Restate word for word the lines that run from the one containing "fn list_tags(&self) ->" to the last line of the data, both ends included.

• • •

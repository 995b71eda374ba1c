//! Drawing-surface abstraction consumed by the renderer.

/// A stateful 2-D drawing surface. Coordinates are in points with the origin
/// at the bottom-left of the page.
///
/// Style setters apply to subsequent draw calls on the current page. The
/// renderer sets every style it relies on before each drawing group instead
/// of assuming ambient state, so a reused canvas never leaks styles between
/// groups or pages.
pub trait Canvas {
    /// Select the document font at `size` points for subsequent text.
    fn set_font(&mut self, size: f64);

    /// Dash pattern for subsequent strokes. An `off` of zero means solid.
    fn set_dash(&mut self, on: i64, off: i64);

    fn set_line_width(&mut self, width: f64);

    /// Stroke color as RGB components in 0.0..=1.0.
    fn set_stroke_color(&mut self, r: f64, g: f64, b: f64);

    fn line(&mut self, x1: f64, y1: f64, x2: f64, y2: f64);

    /// Stroke a rectangle anchored at `(x, y)`; a negative height extends
    /// downward from the anchor.
    fn rect(&mut self, x: f64, y: f64, width: f64, height: f64);

    fn circle(&mut self, cx: f64, cy: f64, radius: f64);

    /// Draw `text` with its baseline starting at `(x, y)`.
    fn text(&mut self, x: f64, y: f64, text: &str);

    /// Finish the current page and start a new one.
    fn show_page(&mut self);
}
use crate::areas::repository::Repository;
use crate::objects::commit::Author;
use crate::objects::object::Object;
use crate::objects::tag::Tag;
use std::io::Write;

impl Repository {
    /// With no name, list existing tags. With a name, tag `target`:
    /// lightweight by default, or through a stored tag object when
    /// `annotate` is set.
    pub fn tag(
        &self,
        name: Option<&str>,
        target: &str,
        annotate: bool,
        message: Option<&str>,
    ) -> anyhow::Result<()> {
        let Some(name) = name else {
            return self.list_tags();
        };

        let target_oid = self.resolve_revision(target)?;

        if annotate {
            let tagger = Author::load_from_env()?;
            let target_type = self.database().get_object_type(&target_oid)?;

            let tag = Tag::new(
                &target_oid,
                target_type,
                name,
                &tagger,
                message.unwrap_or(name),
            );
            let tag_oid = tag.object_id()?;

            self.database().store(tag)?;
            self.refs().create_tag_ref(name, &tag_oid)?;
        } else {
            self.refs().create_tag_ref(name, &target_oid)?;
        }

        Ok(())
    }

    fn list_tags(&self) -> anyhow::Result<()> {
        for (name, _) in self.refs().list_refs()? {
            if let Some(tag_name) = name.strip_prefix("refs/tags/") {
                writeln!(self.writer(), "{tag_name}")?;
            }
        }

        Ok(())
    }
}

• • •

:: Written solution ::
    fn list_tags(&self) -> anyhow::Result<()> {
        for (name, _) in self.refs().list_refs()? {
            if let Some(tag_name) = name.strip_prefix("refs/tags/") {
                writeln!(self.writer(), "{tag_name}")?;
            }
        }

        Ok(())
    }
}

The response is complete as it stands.